Work to complete:
Reproduce the top of the data verbatim, through and including the line that contains "use smartcam_geom::outline::Outline;".

▼

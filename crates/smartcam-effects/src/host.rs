//! Collaborator traits supplied by the hosting visualizer.
//!
//! Effects never see concrete simulation types. The host hands them trait
//! objects and the effect asks for the capabilities it needs:
//!
//! - [`Environment::as_euclidean_physics_2d`] exposes position, heading, and
//!   shape construction only for 2D Euclidean physical environments.
//! - [`GeometricShape::as_planar_outline`] exposes a drawable outline only
//!   for shapes that have one.
//! - [`Action::vision_parameters`] is `Some` only for vision actions.
//!
//! A `None` from any of these means "not applicable here", never an error.
//!
//! # Frames
//!
//! World positions live in a y-up frame. View points produced by a
//! [`Wormhole`] live in a y-down pixel frame.

use std::fmt;

use serde::{Deserialize, Serialize};
use smartcam_geom::kurbo::{Point, Vec2};
use smartcam_geom::outline::Outline;

// ---------------------------------------------------------------------------
// Identity types
// ---------------------------------------------------------------------------

/// Stable identifier of a node within its environment.
#[derive(Debug, Clone, Copy, PartialEq, Eq, Hash, PartialOrd, Ord, Serialize, Deserialize)]
pub struct NodeId(pub u64);

impl fmt::Display for NodeId {
    fn fmt(&self, f: &mut fmt::Formatter<'_>) -> fmt::Result {
        write!(f, "node#{}", self.0)
    }
}

/// An opaque named token attached to a node.
///
/// Two molecules are the same molecule when their names are equal.
#[derive(Debug, Clone, PartialEq, Eq, Hash, PartialOrd, Ord, Serialize, Deserialize)]
pub struct Molecule(String);

impl Molecule {
    /// Molecule named `name`.
    pub fn new(name: impl Into<String>) -> Self {
        Self(name.into())
    }

    /// The molecule's name.
    pub fn name(&self) -> &str {
        &self.0
    }
}

impl fmt::Display for Molecule {
    fn fmt(&self, f: &mut fmt::Formatter<'_>) -> fmt::Result {
        f.write_str(&self.0)
    }
}

// ---------------------------------------------------------------------------
// Behaviour
// ---------------------------------------------------------------------------

/// Field-of-view parameters carried by a vision action.
#[derive(Debug, Clone, Copy, PartialEq, Serialize, Deserialize)]
pub struct VisionParameters {
    /// Full aperture of the cone, in degrees.
    pub angle_deg: f64,
    /// How far the node can see, in world units.
    pub distance: f64,
}

/// One behavioural unit of a reaction.
pub trait Action {
    /// Short human-readable name, used in logs.
    fn name(&self) -> &str;

    /// Cone parameters if this is a vision action.
    fn vision_parameters(&self) -> Option<VisionParameters> {
        None
    }
}

/// A reaction: a group of actions triggered together.
pub trait Reaction {
    /// The reaction's actions, in declaration order.
    fn actions(&self) -> Box<dyn Iterator<Item = &dyn Action> + '_>;
}

/// A simulated agent.
pub trait Node {
    /// Identifier, unique within the node's environment.
    fn id(&self) -> NodeId;

    /// Whether the node currently carries `molecule`.
    fn contains(&self, molecule: &Molecule) -> bool;

    /// Every reaction of the node, in declaration order.
    fn reactions(&self) -> Box<dyn Iterator<Item = &dyn Reaction> + '_>;
}

// ---------------------------------------------------------------------------
// Geometry
// ---------------------------------------------------------------------------

/// A shape produced by an environment's shape factory.
pub trait GeometricShape {
    /// Diameter of the smallest enclosing circle, in world units.
    fn diameter(&self) -> f64;

    /// The shape as a planar outline, if it can be expressed as one.
    fn as_planar_outline(&self) -> Option<Outline>;
}

/// Builds shapes in an environment's geometry.
pub trait ShapeFactory {
    /// Circle of `diameter` world units centred on the shape-local origin.
    fn circle(&self, diameter: f64) -> Box<dyn GeometricShape>;
}

// ---------------------------------------------------------------------------
// Environment
// ---------------------------------------------------------------------------

/// The world container.
pub trait Environment {
    /// Number of spatial dimensions.
    fn dimensions(&self) -> usize;

    /// Every node, in a stable order.
    fn nodes(&self) -> Box<dyn Iterator<Item = &dyn Node> + '_>;

    /// Number of nodes.
    fn node_count(&self) -> usize {
        self.nodes().count()
    }

    /// The 2D Euclidean physical view of this environment, if it has one.
    fn as_euclidean_physics_2d(&self) -> Option<&dyn EuclideanPhysics2D> {
        None
    }
}

/// Capabilities of a 2D Euclidean environment with oriented nodes.
pub trait EuclideanPhysics2D {
    /// World position of `node`, or `None` if the node is not placed here.
    fn position(&self, node: &dyn Node) -> Option<Point>;

    /// Heading vector of `node` in the world frame.
    fn heading(&self, node: &dyn Node) -> Vec2;

    /// Factory for shapes in this environment's geometry.
    fn shape_factory(&self) -> &dyn ShapeFactory;
}

// ---------------------------------------------------------------------------
// Wormhole
// ---------------------------------------------------------------------------

/// An integer pixel position in view space (y grows downward).
#[derive(Debug, Clone, Copy, PartialEq, Eq, Hash, Default, Serialize, Deserialize)]
pub struct ViewPoint {
    pub x: i32,
    pub y: i32,
}

impl ViewPoint {
    pub const fn new(x: i32, y: i32) -> Self {
        Self { x, y }
    }

    /// The pixel as a floating-point view position.
    pub fn to_point(self) -> Point {
        Point::new(f64::from(self.x), f64::from(self.y))
    }
}

/// Maps world positions to view pixels.
pub trait Wormhole {
    /// View pixel showing the world position `world`.
    fn view_point(&self, world: Point) -> ViewPoint;

    /// Current zoom factor (view pixels per world unit).
    fn zoom(&self) -> f64;
}
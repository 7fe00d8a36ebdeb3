//! Reference in-memory host.
//!
//! A minimal implementation of every collaborator trait in
//! [`host`](crate::host): nodes with molecules and reactions, a bounded 2D
//! environment that can execute heading and random-target actions, circle
//! shapes, and a centred wormhole. Used by the scene
//! builder, the benches, and the tests; real hosts bring their own.

pub mod environment;
pub mod node;
pub mod shape;
pub mod wormhole;

pub use environment::{
    random_target, sample_levy, EnvironmentError, RectangularBoundaries, SmartcamEnvironment,
    StepStats, DEFAULT_HEADING,
};
pub use node::{See, SimAction, SimNode, SimReaction};
pub use shape::{CircleFactory, CircleShape};
pub use wormhole::{Wormhole2D, WormholeConfig, WormholeError};
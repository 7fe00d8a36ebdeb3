//! World-to-view mapping for a fixed-size view.
//!
//! [`Wormhole2D`] centres the view on a world point and scales by a zoom
//! factor. The view's y axis is inverted: world y grows upward, view y grows
//! downward.

use serde::{Deserialize, Serialize};
use smartcam_geom::kurbo::{Point, Vec2};

use crate::host::{ViewPoint, Wormhole};

// ---------------------------------------------------------------------------
// WormholeConfig
// ---------------------------------------------------------------------------

/// Configuration of a [`Wormhole2D`].
#[derive(Debug, Clone, PartialEq, Serialize, Deserialize)]
pub struct WormholeConfig {
    /// View width in pixels. Must be positive.
    pub view_width: u32,
    /// View height in pixels. Must be positive.
    pub view_height: u32,
    /// World point shown at the centre of the view.
    pub center: Point,
    /// View pixels per world unit. Must be positive and finite.
    pub zoom: f64,
}

impl Default for WormholeConfig {
    /// 800x600 view centred on the world origin at zoom 1.
    fn default() -> Self {
        Self {
            view_width: 800,
            view_height: 600,
            center: Point::ORIGIN,
            zoom: 1.0,
        }
    }
}

/// Errors produced by wormhole configuration.
#[derive(Debug, thiserror::Error, PartialEq)]
pub enum WormholeError {
    #[error("zoom must be positive and finite, got {0}")]
    InvalidZoom(f64),

    #[error("view size must be positive, got {width}x{height}")]
    InvalidViewSize { width: u32, height: u32 },

    #[error("view centre must be finite, got {0:?}")]
    InvalidCenter(Point),
}

// ---------------------------------------------------------------------------
// Wormhole2D
// ---------------------------------------------------------------------------

/// A centred, zoomable world-to-view mapping.
#[derive(Debug, Clone, PartialEq)]
pub struct Wormhole2D {
    config: WormholeConfig,
}

fn check_zoom(zoom: f64) -> Result<(), WormholeError> {
    if zoom.is_finite() && zoom > 0.0 {
        Ok(())
    } else {
        Err(WormholeError::InvalidZoom(zoom))
    }
}

impl Wormhole2D {
    /// # Errors
    ///
    /// Returns a [`WormholeError`] if the view size is zero, the zoom is not
    /// positive and finite, or the centre is not finite.
    pub fn new(config: WormholeConfig) -> Result<Self, WormholeError> {
        if config.view_width == 0 || config.view_height == 0 {
            return Err(WormholeError::InvalidViewSize {
                width: config.view_width,
                height: config.view_height,
            });
        }
        check_zoom(config.zoom)?;
        if !config.center.is_finite() {
            return Err(WormholeError::InvalidCenter(config.center));
        }
        Ok(Self { config })
    }

    /// Current configuration.
    pub fn config(&self) -> &WormholeConfig {
        &self.config
    }

    /// Change the zoom factor.
    ///
    /// # Errors
    ///
    /// [`WormholeError::InvalidZoom`] if `zoom` is not positive and finite.
    pub fn set_zoom(&mut self, zoom: f64) -> Result<(), WormholeError> {
        check_zoom(zoom)?;
        self.config.zoom = zoom;
        Ok(())
    }

    /// Show `center` in the middle of the view.
    ///
    /// # Errors
    ///
    /// [`WormholeError::InvalidCenter`] if `center` is not finite.
    pub fn center_on(&mut self, center: Point) -> Result<(), WormholeError> {
        if !center.is_finite() {
            return Err(WormholeError::InvalidCenter(center));
        }
        self.config.center = center;
        Ok(())
    }

    fn half_view(&self) -> Vec2 {
        Vec2::new(
            f64::from(self.config.view_width) / 2.0,
            f64::from(self.config.view_height) / 2.0,
        )
    }

    /// Inverse mapping: view pixel to world position.
    pub fn world_point(&self, view: ViewPoint) -> Point {
        let half = self.half_view();
        let c = self.config.center;
        let z = self.config.zoom;
        Point::new(
            c.x + (f64::from(view.x) - half.x) / z,
            c.y - (f64::from(view.y) - half.y) / z,
        )
    }
}

impl Wormhole for Wormhole2D {
    fn view_point(&self, world: Point) -> ViewPoint {
        let half = self.half_view();
        let c = self.config.center;
        let z = self.config.zoom;
        // `as` saturates out-of-range values and maps NaN to 0.
        ViewPoint {
            x: (half.x + (world.x - c.x) * z).round() as i32,
            y: (half.y - (world.y - c.y) * z).round() as i32,
        }
    }

    fn zoom(&self) -> f64 {
        self.config.zoom
    }
}
//! The effect plugin contract.
//!
//! An [`Effect`] is a stateless rendering strategy the host calls once per
//! node per frame. It paints on a [`Surface`] using what it can learn from
//! the node, its environment, and the wormhole. Input the effect does not
//! apply to is skipped silently; only surface failures are errors.

use smartcam_geom::color::Color;

use crate::host::{Environment, Node, Wormhole};
use crate::surface::{Surface, SurfaceError};

/// Errors an effect can return to the host.
#[derive(Debug, thiserror::Error, PartialEq, Eq)]
pub enum RenderError {
    /// The drawing surface rejected a call.
    #[error("surface error: {0}")]
    Surface(#[from] SurfaceError),
}

/// A per-node rendering effect.
pub trait Effect {
    /// Name shown next to the legend color in the host's effect list.
    fn name(&self) -> &str;

    /// Draw `node` on `surface`.
    ///
    /// # Errors
    ///
    /// Returns [`RenderError::Surface`] if the surface fails. The surface's
    /// color may have been changed even when an error is returned.
    fn apply(
        &self,
        surface: &mut dyn Surface,
        node: &dyn Node,
        environment: &dyn Environment,
        wormhole: &dyn Wormhole,
    ) -> Result<(), RenderError>;

    /// Color representing this effect in the host's legend.
    fn color_summary(&self) -> Color;
}
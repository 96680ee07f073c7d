//! Error types for the runner

use thiserror::Error;

/// Errors from executing an external scan tool.
#[derive(Error, Debug)]
pub enum RunnerError {
    /// The process could not be started (binary missing, permission denied, ...)
    #[error("Failed to spawn process: {reason}")]
    SpawnFailed { reason: String },

    /// The process started but waiting on it failed
    #[error("Failed to wait for process: {reason}")]
    WaitFailed { reason: String },

    /// The process exceeded its time budget and was terminated
    #[error("Command timed out after {timeout_seconds} seconds")]
    Timeout { timeout_seconds: u64 },
}
use std::fmt::Write;

use crate::model::AuditReport;

/// Character budget for tool output embedded in the Markdown report.
/// Port scans and directory brute-forces can produce megabytes of text;
/// the full output stays in the JSON report.
const OUTPUT_BUDGET: usize = 500;

/// Render the human-readable audit report.
///
/// One subsection per executed task, plus a violations section when any
/// command was blocked by the scope guard.
#[must_use]
pub fn render_markdown(report: &AuditReport) -> String {
    let mut md = String::new();

    md.push_str("# Cybersecurity Audit Report\n\n");
    let _ = writeln!(md, "**Generated:** {}", report.generated_at);
    let _ = writeln!(md, "**Target Scope:** {}\n", report.target_scope.join(", "));

    md.push_str("## Executed Tasks\n");
    for task in &report.executed_tasks {
        let _ = writeln!(md, "### {} Scan", task.tool);
        let _ = writeln!(md, "- **Command:** `{}`", task.command);
        let _ = writeln!(md, "- **Status:** {}", task.status.as_str());
        let _ = writeln!(md, "- **Timestamp:** {}", task.timestamp);
        if let Some(output) = task.output.as_deref().filter(|o| !o.is_empty()) {
            let _ = writeln!(md, "- **Output:**\n```\n{}\n```", truncate(output));
        }
        if let Some(error) = task.error.as_deref().filter(|e| !e.is_empty()) {
            let _ = writeln!(md, "- **Error:** {error}");
        }
        md.push('\n');
    }

    if !report.scope_violations.is_empty() {
        md.push_str("## Scope Violations\n");
        for violation in &report.scope_violations {
            let _ = writeln!(md, "- {violation}");
        }
    }

    md
}

/// Truncate to the output budget on a char boundary.
fn truncate(output: &str) -> String {
    if output.chars().count() <= OUTPUT_BUDGET {
        return output.to_string();
    }
    let mut truncated: String = output.chars().take(OUTPUT_BUDGET).collect();
    truncated.push_str("...");
    truncated
}
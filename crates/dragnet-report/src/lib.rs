//! Audit report model and emission for dragnet
//!
//! A completed run is rendered twice from the same final state: once as
//! canonical JSON (JCS, RFC 8785) for machine consumption and once as
//! sectioned Markdown for humans. Both files are written atomically
//! (temp file → fsync → rename) and overwritten on every run, so a reader
//! never observes a half-written report and identical final state yields
//! byte-identical JSON.

mod atomic;
mod emit;
mod markdown;
mod model;
mod writer;

pub use atomic::write_file_atomic;
pub use emit::emit_jcs;
pub use markdown::render_markdown;
pub use model::{AuditReport, ExecStatus, ExecutionRecord, FaultKind};
pub use writer::{ReportError, ReportPaths, ReportWriter};
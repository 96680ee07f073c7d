//! Atomic file writes (temp file → fsync → rename)

use anyhow::{Context, Result};
use camino::Utf8Path;
use std::fs;
use std::io::Write;

use tempfile::NamedTempFile;

/// Atomically write `content` to `path`.
///
/// The content lands in a temporary file in the target's directory, is
/// fsynced, then renamed over the target. A concurrent reader sees either
/// the previous report or the new one, never a partial write.
pub fn write_file_atomic(path: &Utf8Path, content: &str) -> Result<()> {
    if let Some(parent) = path.parent() {
        fs::create_dir_all(parent)
            .with_context(|| format!("Failed to create parent directory: {parent}"))?;
    }

    // Same directory as the target so the rename stays on one filesystem.
    let temp_dir = path.parent().unwrap_or_else(|| Utf8Path::new("."));
    let mut temp_file = NamedTempFile::new_in(temp_dir)
        .with_context(|| format!("Failed to create temporary file in: {temp_dir}"))?;

    temp_file
        .write_all(content.as_bytes())
        .with_context(|| "Failed to write content to temporary file")?;

    temp_file
        .as_file()
        .sync_all()
        .with_context(|| "Failed to fsync temporary file")?;

    temp_file
        .persist(path.as_std_path())
        .map_err(|e| anyhow::anyhow!(e.error))
        .with_context(|| format!("Failed to atomically write file: {path}"))?;

    Ok(())
}
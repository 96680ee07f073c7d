//! Tracing initialization

use tracing_subscriber::{
    EnvFilter,
    fmt,
    layer::SubscriberExt,
    util::SubscriberInitExt,
};

/// Initialize the tracing subscriber for CLI output.
///
/// `RUST_LOG` wins when set; otherwise the crate logs at debug (verbose)
/// or info level. Initialization is idempotent in the sense that a second
/// call fails quietly, which keeps tests that share a process happy.
pub fn init_tracing(verbose: bool) {
    let env_filter = EnvFilter::try_from_default_env()
        .or_else(|_| {
            if verbose {
                EnvFilter::try_new("dragnet=debug,info")
            } else {
                EnvFilter::try_new("dragnet=info,warn")
            }
        })
        .unwrap_or_else(|_| EnvFilter::new("info"));

    let _ = tracing_subscriber::registry()
        .with(env_filter)
        .with(
            fmt::layer()
                .with_target(false)
                .with_file(false)
                .with_line_number(false)
                .compact(),
        )
        .try_init();
}
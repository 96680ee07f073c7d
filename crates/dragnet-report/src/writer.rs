use camino::Utf8PathBuf;
use thiserror::Error;

use crate::atomic::write_file_atomic;
use crate::emit::emit_jcs;
use crate::markdown::render_markdown;
use crate::model::AuditReport;

/// Structured report filename, fixed relative to the report directory.
pub const JSON_REPORT_FILE: &str = "audit_report.json";
/// Human-readable report filename.
pub const MARKDOWN_REPORT_FILE: &str = "audit_report.md";

/// Failure to persist an audit report.
///
/// This is the one fault class that surfaces as a run-level error: task
/// failures are data, but a run whose audit trail cannot be written must
/// fail visibly.
#[derive(Error, Debug)]
pub enum ReportError {
    #[error("Failed to serialize audit report: {reason}")]
    EmitFailed { reason: String },

    #[error("Failed to write audit report {path}: {reason}")]
    WriteFailed { path: String, reason: String },
}

/// Locations of the two report artifacts for one run.
#[derive(Debug, Clone, PartialEq, Eq)]
pub struct ReportPaths {
    pub json: Utf8PathBuf,
    pub markdown: Utf8PathBuf,
}

/// Writes both audit report artifacts into a fixed directory.
///
/// Writes are atomic and overwrite any prior run's reports.
pub struct ReportWriter {
    report_dir: Utf8PathBuf,
}

impl ReportWriter {
    #[must_use]
    pub fn new(report_dir: impl Into<Utf8PathBuf>) -> Self {
        Self {
            report_dir: report_dir.into(),
        }
    }

    /// The fixed paths this writer emits to.
    #[must_use]
    pub fn paths(&self) -> ReportPaths {
        ReportPaths {
            json: self.report_dir.join(JSON_REPORT_FILE),
            markdown: self.report_dir.join(MARKDOWN_REPORT_FILE),
        }
    }

    /// Write the structured and human-readable reports.
    ///
    /// Idempotent: the same report always produces byte-identical JSON.
    pub fn write(&self, report: &AuditReport) -> Result<ReportPaths, ReportError> {
        let paths = self.paths();

        let json = emit_jcs(report).map_err(|e| ReportError::EmitFailed {
            reason: e.to_string(),
        })?;
        write_file_atomic(&paths.json, &json).map_err(|e| ReportError::WriteFailed {
            path: paths.json.to_string(),
            reason: e.to_string(),
        })?;

        let markdown = render_markdown(report);
        write_file_atomic(&paths.markdown, &markdown).map_err(|e| ReportError::WriteFailed {
            path: paths.markdown.to_string(),
            reason: e.to_string(),
        })?;

        Ok(paths)
    }
}
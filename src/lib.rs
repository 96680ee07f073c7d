//! dragnet - scoped reconnaissance orchestration with audit reports
//!
//! dragnet derives a sequence of external tool invocations (nmap port
//! scans, gobuster directory discovery) from a plain-language instruction,
//! executes them strictly inside a declared target scope, reacts to
//! results by extending the task list, retries failures against a global
//! budget, and persists an audit trail for every run.
//!
//! # Quick Start (CLI)
//!
//! ```bash
//! dragnet scan "Scan example.com for open ports and discover directories" \
//!     --scope example.com
//! dragnet doctor
//! ```
//!
//! # Quick Start (Library)
//!
//! ```rust,no_run
//! use dragnet::{run_scan, Config};
//!
//! let config = Config::default();
//! let outcome = run_scan(
//!     "Scan example.com for open ports",
//!     vec!["example.com".to_string()],
//!     &config,
//! )?;
//!
//! println!("{} task(s) executed", outcome.state.executed.len());
//! println!("structured report at {}", outcome.reports.json);
//! # Ok::<(), dragnet::ReportError>(())
//! ```
//!
//! # Architecture
//!
//! One run is an explicit state machine
//! (`Plan → Execute → Analyze → { Execute | Done }`) over an exclusively
//! owned [`RunState`]. Every command passes the scope guard before any
//! process is spawned; every outcome, including blocked and failed
//! commands, is folded into the state as data. The terminal state is
//! rendered into two artifacts: canonical JCS JSON (byte-identical for
//! identical state) and sectioned Markdown, both written atomically.

pub mod analyzer;
pub mod cli;
pub mod config;
pub mod doctor;
pub mod engine;
pub mod intent;
pub mod logging;
pub mod planner;
pub mod types;

pub use config::Config;
pub use engine::{Decision, Orchestrator, ScanOutcome, run_scan};
pub use intent::{Intent, IntentClassifier, KeywordClassifier};
pub use types::{RunState, Task, TaskStatus, ToolKind};

// Re-exports from the support crates so library consumers need only one
// dependency.
pub use dragnet_report::{
    AuditReport, ExecStatus, ExecutionRecord, FaultKind, ReportError, ReportPaths, ReportWriter,
};
pub use dragnet_runner::{CommandSpec, NativeRunner, ProcessOutput, ProcessRunner, RunnerError};
pub use dragnet_scope::within_scope;
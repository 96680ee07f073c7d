//! Result analysis and follow-up planning
//!
//! The single analysis rule: a successful port scan that shows a web port
//! queues directory discovery against the primary target. The port check is
//! a textual substring match on the tool output ("80" or "443"), not a
//! parsed port list. No deduplication is performed; if the rule fires
//! twice, two directory tasks are queued.

use dragnet_report::ExecStatus;

use crate::config::Config;
use crate::planner::dir_scan_task;
use crate::types::{RunState, ToolKind};

const WEB_PORT_INDICATORS: [&str; 2] = ["80", "443"];

/// Inspect the most recent execution result and extend the task list.
///
/// Only the newest record is considered; older results never re-trigger
/// planning.
pub fn analyze(state: &mut RunState, config: &Config) {
    let Some(last) = state.executed.last() else {
        return;
    };

    if last.tool != ToolKind::PortScan.program() || last.status != ExecStatus::Success {
        return;
    }

    let found_web_port = last
        .output
        .as_deref()
        .is_some_and(|output| WEB_PORT_INDICATORS.iter().any(|p| output.contains(p)));
    if !found_web_port {
        return;
    }

    if let Some(target) = state.scope.first() {
        tracing::info!(scan_target = %target, "Port scan found a web port, queueing directory discovery");
        state.task_list.push(dir_scan_task(target, config));
    }
}

#[cfg(test)]
mod tests {
    use super::*;
    use chrono::Utc;
    use dragnet_report::{ExecStatus, ExecutionRecord};

    fn record(tool: &str, status: ExecStatus, output: Option<&str>) -> ExecutionRecord {
        ExecutionRecord {
            tool: tool.to_string(),
            command: format!("{tool} example.com"),
            status,
            output: output.map(str::to_string),
            error: None,
            fault: None,
            timestamp: Utc::now(),
        }
    }

    fn state_with(records: Vec<ExecutionRecord>) -> RunState {
        let mut state = RunState::new(vec!["example.com".to_string()], 3);
        state.executed = records;
        state
    }

    #[test]
    fn web_port_queues_directory_discovery() {
        let mut state = state_with(vec![record(
            "nmap",
            ExecStatus::Success,
            Some("443/tcp open https"),
        )]);
        analyze(&mut state, &Config::default());

        assert_eq!(state.task_list.len(), 1);
        assert_eq!(state.task_list[0].tool, ToolKind::DirScan);
        assert_eq!(state.task_list[0].target, "example.com");
    }

    #[test]
    fn failed_scan_queues_nothing() {
        let mut state = state_with(vec![record(
            "nmap",
            ExecStatus::Failed,
            Some("80/tcp open http"),
        )]);
        analyze(&mut state, &Config::default());
        assert!(state.task_list.is_empty());
    }

    #[test]
    fn non_port_scan_results_are_ignored() {
        let mut state = state_with(vec![record(
            "gobuster",
            ExecStatus::Success,
            Some("/admin (Status: 80)"),
        )]);
        analyze(&mut state, &Config::default());
        assert!(state.task_list.is_empty());
    }

    #[test]
    fn no_web_port_queues_nothing() {
        let mut state = state_with(vec![record(
            "nmap",
            ExecStatus::Success,
            Some("22/tcp open ssh"),
        )]);
        analyze(&mut state, &Config::default());
        assert!(state.task_list.is_empty());
    }

    #[test]
    fn missing_output_queues_nothing() {
        let mut state = state_with(vec![record("nmap", ExecStatus::Success, None)]);
        analyze(&mut state, &Config::default());
        assert!(state.task_list.is_empty());
    }

    #[test]
    fn empty_history_is_a_no_op() {
        let mut state = state_with(Vec::new());
        analyze(&mut state, &Config::default());
        assert!(state.task_list.is_empty());
    }

    #[test]
    fn only_the_newest_record_is_considered() {
        let mut state = state_with(vec![
            record("nmap", ExecStatus::Success, Some("80/tcp open http")),
            record("gobuster", ExecStatus::Success, Some("/admin")),
        ]);
        analyze(&mut state, &Config::default());
        assert!(state.task_list.is_empty());
    }

    #[test]
    fn duplicate_tasks_are_not_deduplicated() {
        let mut state = state_with(vec![record(
            "nmap",
            ExecStatus::Success,
            Some("80/tcp open http"),
        )]);
        let config = Config::default();
        analyze(&mut state, &config);
        analyze(&mut state, &config);
        assert_eq!(state.task_list.len(), 2);
    }

    #[test]
    fn indicator_match_is_substring_not_port_list() {
        // "8080" contains "80"; the check is deliberately textual.
        let mut state = state_with(vec![record(
            "nmap",
            ExecStatus::Success,
            Some("8080/tcp open http-proxy"),
        )]);
        analyze(&mut state, &Config::default());
        assert_eq!(state.task_list.len(), 1);
    }
}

▲

Answer for this exercise:
filename crates/smartcam-effects/src/host.rs
//! Collaborator traits supplied by the hosting visualizer.
//!
//! Effects never see concrete simulation types. The host hands them trait
//! objects and the effect asks for the capabilities it needs:
//!
//! - [`Environment::as_euclidean_physics_2d`] exposes position, heading, and
//!   shape construction only for 2D Euclidean physical environments.
//! - [`GeometricShape::as_planar_outline`] exposes a drawable outline only
//!   for shapes that have one.
//! - [`Action::vision_parameters`] is `Some` only for vision actions.
//!
//! A `None` from any of these means "not applicable here", never an error.
//!
//! # Frames
//!
//! World positions live in a y-up frame. View points produced by a
//! [`Wormhole`] live in a y-down pixel frame.

use std::fmt;

use serde::{Deserialize, Serialize};
use smartcam_geom::kurbo::{Point, Vec2};
use smartcam_geom::outline::Outline;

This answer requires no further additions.